→ **TO DO**: Print the lines of the data, starting with the first, up to and including the line where "Credential file errors." appears.

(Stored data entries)
*** Begin section ***
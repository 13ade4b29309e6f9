//! Angular ordering of contour vertices around the origin.

use crate::geodesy::{bearing, GeoPoint};

/// Sort `points` by ascending bearing from `origin`; ties keep input order.
///
/// Resolved addresses can drift off their nominal spoke bearing; ordering by
/// the actual bearing keeps the polygon walk monotone around the origin.
pub fn sort_points(origin: GeoPoint, points: &[GeoPoint]) -> Vec<GeoPoint> {
    let mut keyed: Vec<(f64, GeoPoint)> = points.iter().map(|&p| (bearing(origin, p), p)).collect();
    keyed.sort_by(|a, b| a.0.total_cmp(&b.0));
    keyed.into_iter().map(|(_, p)| p).collect()
}
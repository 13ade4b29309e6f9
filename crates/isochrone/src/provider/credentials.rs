//! Google Maps credentials from an ini file (`google_maps.cfg`).
//!
//! Personal accounts:
//!
//! ```ini
//! [api]
//! api_number=<api key>
//! ```
//!
//! Business (Maps for Work) accounts, which also get traffic-aware durations:
//!
//! ```ini
//! [api]
//! client_id=<client id>
//! crypto_key=<url-safe base64 signing key>
//! ```

use std::fmt;
use std::path::{Path, PathBuf};
use std::str::FromStr;

use ini::Ini;
use thiserror::Error;

/// Conventional file name inside the config directory.
pub const CREDENTIALS_FILE: &str = "google_maps.cfg";
const SECTION: &str = "api";

/// Credential file errors.
#[derive(Debug, Error)]
pub enum ConfigError {
    /// Failed to read or parse the file
    #[error("failed to read credentials file {path}: {source}")]
    Read {
        path: PathBuf,
        #[source]
        source: ini::Error,
    },

    /// A required key is absent
    #[error("missing [{section}] {key} in {path}")]
    MissingKey {
        path: PathBuf,
        section: String,
        key: String,
    },

    /// Access type other than personal/business
    #[error("access type must be 'personal' or 'business', got '{0}'")]
    InvalidAccessType(String),

    /// Signing key is not valid url-safe base64
    #[error("invalid crypto_key: {0}")]
    InvalidKey(String),
}

/// Which kind of Google account signs the requests.
#[derive(Clone, Copy, Debug, Default, PartialEq, Eq)]
pub enum AccessType {
    #[default]
    Personal,
    Business,
}

impl FromStr for AccessType {
    type Err = ConfigError;

    fn from_str(s: &str) -> Result<Self, Self::Err> {
        match s.trim().to_ascii_lowercase().as_str() {
            "personal" => Ok(AccessType::Personal),
            "business" => Ok(AccessType::Business),
            other => Err(ConfigError::InvalidAccessType(other.to_string())),
        }
    }
}

impl fmt::Display for AccessType {
    fn fmt(&self, f: &mut fmt::Formatter<'_>) -> fmt::Result {
        f.write_str(match self {
            AccessType::Personal => "personal",
            AccessType::Business => "business",
        })
    }
}

/// Resolved credentials.
#[derive(Clone, PartialEq, Eq)]
pub enum Credentials {
    Personal { api_key: String },
    Business { client_id: String, crypto_key: String },
}

impl fmt::Debug for Credentials {
    fn fmt(&self, f: &mut fmt::Formatter<'_>) -> fmt::Result {
        match self {
            Credentials::Personal { .. } => f.write_str("Credentials::Personal { .. }"),
            Credentials::Business { client_id, .. } => f
                .debug_struct("Credentials::Business")
                .field("client_id", client_id)
                .finish_non_exhaustive(),
        }
    }
}

impl Credentials {
    pub fn access_type(&self) -> AccessType {
        match self {
            Credentials::Personal { .. } => AccessType::Personal,
            Credentials::Business { .. } => AccessType::Business,
        }
    }

    /// Load the keys needed for `access` from the ini file at `path`.
    pub fn load_from(path: &Path, access: AccessType) -> Result<Self, ConfigError> {
        let ini = Ini::load_from_file(path).map_err(|source| ConfigError::Read {
            path: path.to_path_buf(),
            source,
        })?;
        Self::from_ini(&ini, path, access)
    }

    /// Load from `<dir>/google_maps.cfg`.
    pub fn load_from_dir(dir: &Path, access: AccessType) -> Result<Self, ConfigError> {
        Self::load_from(&dir.join(CREDENTIALS_FILE), access)
    }

    fn from_ini(ini: &Ini, path: &Path, access: AccessType) -> Result<Self, ConfigError> {
        let get = |key: &str| -> Result<String, ConfigError> {
            ini.get_from(Some(SECTION), key)
                .map(str::trim)
                .filter(|v| !v.is_empty())
                .map(str::to_string)
                .ok_or_else(|| ConfigError::MissingKey {
                    path: path.to_path_buf(),
                    section: SECTION.to_string(),
                    key: key.to_string(),
                })
        };
        match access {
            AccessType::Personal => Ok(Credentials::Personal {
                api_key: get("api_number")?,
            }),
            AccessType::Business => {
                let client_id = get("client_id")?;
                let crypto_key = get("crypto_key")?;
                super::signing::decode_key(&crypto_key)?;
                Ok(Credentials::Business {
                    client_id,
                    crypto_key,
                })
            }
        }
    }
}
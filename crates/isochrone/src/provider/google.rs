//! Google Maps Distance Matrix oracle and Geocoding geocoder.
//!
//! # Endpoints
//!
//! - Distance Matrix: `https://maps.googleapis.com/maps/api/distancematrix/json`
//!   with `mode=driving`, `units=imperial`, `avoid=tolls|ferries`.
//! - Geocoding: `https://maps.googleapis.com/maps/api/geocode/json?address=...`
//!
//! # Authentication
//!
//! - Personal: `&key=<api key>`.
//! - Business: `&client=<client id>` plus an HMAC-SHA1 `&signature=`; distance
//!   requests also carry `departure_time=<now>` so that
//!   `duration_in_traffic` is reported and preferred.
//!
//! Query values are form-urlencoded before signing: provider labels such as
//! `"W Madison St & N State St"` or `"Main St #4"` are sent verbatim.

use std::time::{SystemTime, UNIX_EPOCH};

use reqwest::Url;
use serde::Deserialize;
use tracing::{debug, warn};

use super::credentials::{ConfigError, Credentials};
use super::http::HttpClient;
use super::signing::UrlSigner;
use crate::error::ProviderError;
use crate::geodesy::GeoPoint;
use crate::location::Location;
use crate::oracle::{Geocoder, TravelTime, TravelTimeOracle};

const HOST: &str = "https://maps.googleapis.com";
const MATRIX_PATH: &str = "/maps/api/distancematrix/json";
const GEOCODE_PATH: &str = "/maps/api/geocode/json";
const MATRIX_PARAMS: [(&str, &str); 3] = [
    ("mode", "driving"),
    ("units", "imperial"),
    ("avoid", "tolls|ferries"),
];

/// Google Maps client implementing both collaborator traits.
#[derive(Debug)]
pub struct GoogleMaps<C: HttpClient> {
    http: C,
    credentials: Credentials,
    signer: Option<UrlSigner>,
    departure_time: Option<u64>,
}

impl<C: HttpClient> GoogleMaps<C> {
    /// Business credentials are validated here (the signing key is decoded once).
    pub fn new(http: C, credentials: Credentials) -> Result<Self, ConfigError> {
        let signer = match &credentials {
            Credentials::Business { crypto_key, .. } => Some(UrlSigner::new(crypto_key)?),
            Credentials::Personal { .. } => None,
        };
        Ok(Self {
            http,
            credentials,
            signer,
            departure_time: None,
        })
    }

    /// Pin `departure_time` (Unix seconds) instead of using the current time.
    pub fn with_departure_time(mut self, unix_secs: u64) -> Self {
        self.departure_time = Some(unix_secs);
        self
    }

    fn departure_time(&self) -> u64 {
        self.departure_time.unwrap_or_else(|| {
            SystemTime::now()
                .duration_since(UNIX_EPOCH)
                .map(|d| d.as_secs())
                .unwrap_or(0)
        })
    }

    /// Build `HOST + path` with `pairs` and the account's authentication
    /// parameters, every value form-urlencoded. Business URLs are signed over
    /// the encoded `path?query`.
    fn request_url(
        &self,
        path: &str,
        mut pairs: Vec<(&'static str, String)>,
        with_departure: bool,
    ) -> Result<String, ProviderError> {
        match &self.credentials {
            Credentials::Personal { api_key } => pairs.push(("key", api_key.clone())),
            Credentials::Business { client_id, .. } => {
                if with_departure {
                    pairs.push(("departure_time", self.departure_time().to_string()));
                }
                pairs.push(("client", client_id.clone()));
            }
        }
        let url = Url::parse_with_params(&format!("{HOST}{path}"), &pairs)
            .map_err(|e| ProviderError::Http(format!("invalid request URL: {e}")))?;
        Ok(match &self.signer {
            Some(signer) => signer.sign(url.as_str()),
            None => url.into(),
        })
    }

    pub(crate) fn matrix_url(
        &self,
        origin: GeoPoint,
        destinations: &[Location],
    ) -> Result<String, ProviderError> {
        let dests: Vec<String> = destinations.iter().map(query_value).collect();
        let mut pairs: Vec<(&'static str, String)> = MATRIX_PARAMS
            .iter()
            .map(|&(k, v)| (k, v.to_string()))
            .collect();
        pairs.push(("origins", query_value(&Location::Coordinate(origin))));
        pairs.push(("destinations", dests.join("|")));
        self.request_url(MATRIX_PATH, pairs, true)
    }

    pub(crate) fn geocode_url(&self, address: &str) -> Result<String, ProviderError> {
        let pairs = vec![("address", address.trim().to_string())];
        self.request_url(GEOCODE_PATH, pairs, false)
    }

    fn fetch<T: for<'de> Deserialize<'de>>(&self, url: &str) -> Result<T, ProviderError> {
        let body = self.http.get(url)?;
        serde_json::from_slice(&body)
            .map_err(|e| ProviderError::InvalidResponse(format!("undecodable JSON: {e}")))
    }
}

/// Unencoded query value of a location: `lat,lng`, or the trimmed address.
fn query_value(loc: &Location) -> String {
    match loc {
        Location::Coordinate(p) => format!("{},{}", p.lat, p.lng),
        Location::Address(a) => a.trim().to_string(),
    }
}

fn check_status(status: &str, message: Option<&str>) -> Result<(), ProviderError> {
    if status == "OK" {
        return Ok(());
    }
    if let Some(m) = message {
        warn!(status, message = m, "provider rejected request");
    }
    Err(ProviderError::Status {
        status: status.to_string(),
    })
}

#[derive(Debug, Deserialize)]
struct MatrixResponse {
    status: String,
    #[serde(default)]
    error_message: Option<String>,
    #[serde(default)]
    destination_addresses: Vec<String>,
    #[serde(default)]
    rows: Vec<MatrixRow>,
}

#[derive(Debug, Deserialize)]
struct MatrixRow {
    elements: Vec<MatrixElement>,
}

#[derive(Debug, Deserialize)]
struct MatrixElement {
    status: String,
    #[serde(default)]
    duration: Option<ValueField>,
    #[serde(default)]
    duration_in_traffic: Option<ValueField>,
}

#[derive(Debug, Deserialize)]
struct ValueField {
    /// Seconds.
    value: f64,
}

impl MatrixElement {
    fn minutes(&self) -> Option<f64> {
        if self.status != "OK" {
            return None;
        }
        self.duration_in_traffic
            .as_ref()
            .or(self.duration.as_ref())
            .map(|d| d.value / 60.0)
    }
}

#[derive(Debug, Deserialize)]
struct GeocodeResponse {
    status: String,
    #[serde(default)]
    error_message: Option<String>,
    #[serde(default)]
    results: Vec<GeocodeResult>,
}

#[derive(Debug, Deserialize)]
struct GeocodeResult {
    geometry: Geometry,
}

#[derive(Debug, Deserialize)]
struct Geometry {
    location: LatLng,
}

#[derive(Debug, Deserialize)]
struct LatLng {
    lat: f64,
    lng: f64,
}

impl<C: HttpClient> TravelTimeOracle for GoogleMaps<C> {
    fn travel_times(
        &self,
        origin: GeoPoint,
        destinations: &[Location],
    ) -> Result<Vec<TravelTime>, ProviderError> {
        let url = self.matrix_url(origin, destinations)?;
        let resp: MatrixResponse = self.fetch(&url)?;
        check_status(&resp.status, resp.error_message.as_deref())?;

        let elements = resp
            .rows
            .into_iter()
            .next()
            .map(|r| r.elements)
            .unwrap_or_default();
        if elements.len() != destinations.len()
            || resp.destination_addresses.len() != destinations.len()
        {
            return Err(ProviderError::InvalidResponse(format!(
                "asked for {} destinations, got {} elements and {} addresses",
                destinations.len(),
                elements.len(),
                resp.destination_addresses.len()
            )));
        }

        let out: Vec<TravelTime> = resp
            .destination_addresses
            .into_iter()
            .zip(elements)
            .map(|(address, el)| {
                let minutes = el.minutes();
                if minutes.is_none() {
                    debug!(status = %el.status, address = %address, "element failed");
                }
                TravelTime { address, minutes }
            })
            .collect();
        Ok(out)
    }
}

impl<C: HttpClient> Geocoder for GoogleMaps<C> {
    fn resolve(&self, address: &str) -> Result<GeoPoint, ProviderError> {
        if address.trim().is_empty() {
            return Err(ProviderError::EmptyAddress);
        }
        let resp: GeocodeResponse = self.fetch(&self.geocode_url(address)?)?;
        check_status(&resp.status, resp.error_message.as_deref())?;
        let first = resp.results.into_iter().next().ok_or_else(|| {
            ProviderError::InvalidResponse(format!("no geocode results for '{address}'"))
        })?;
        let loc = first.geometry.location;
        debug!(address, lat = loc.lat, lng = loc.lng, "geocoded");
        Ok(GeoPoint::new(loc.lat, loc.lng))
    }
}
*** End section ***
→ **EXPECTED ANSWER**:
repository 13ade4b29309e6f9
//! Angular ordering of contour vertices around the origin.

use crate::geodesy::{bearing, GeoPoint};

/// Sort `points` by ascending bearing from `origin`; ties keep input order.
///
/// Resolved addresses can drift off their nominal spoke bearing; ordering by
/// the actual bearing keeps the polygon walk monotone around the origin.
pub fn sort_points(origin: GeoPoint, points: &[GeoPoint]) -> Vec<GeoPoint> {
    let mut keyed: Vec<(f64, GeoPoint)> = points.iter().map(|&p| (bearing(origin, p), p)).collect();
    keyed.sort_by(|a, b| a.0.total_cmp(&b.0));
    keyed.into_iter().map(|(_, p)| p).collect()
}
repository 13ade4b29309e6f9
filename crates/isochrone/src/provider/credentials.rs
//! Google Maps credentials from an ini file (`google_maps.cfg`).
//!
//! Personal accounts:
//!
//! ```ini
//! [api]
//! api_number=<api key>
//! ```
//!
//! Business (Maps for Work) accounts, which also get traffic-aware durations:
//!
//! ```ini
//! [api]
//! client_id=<client id>
//! crypto_key=<url-safe base64 signing key>
//! ```

use std::fmt;
use std::path::{Path, PathBuf};
use std::str::FromStr;

use ini::Ini;
use thiserror::Error;

/// Conventional file name inside the config directory.
pub const CREDENTIALS_FILE: &str = "google_maps.cfg";
const SECTION: &str = "api";

/// Credential file errors.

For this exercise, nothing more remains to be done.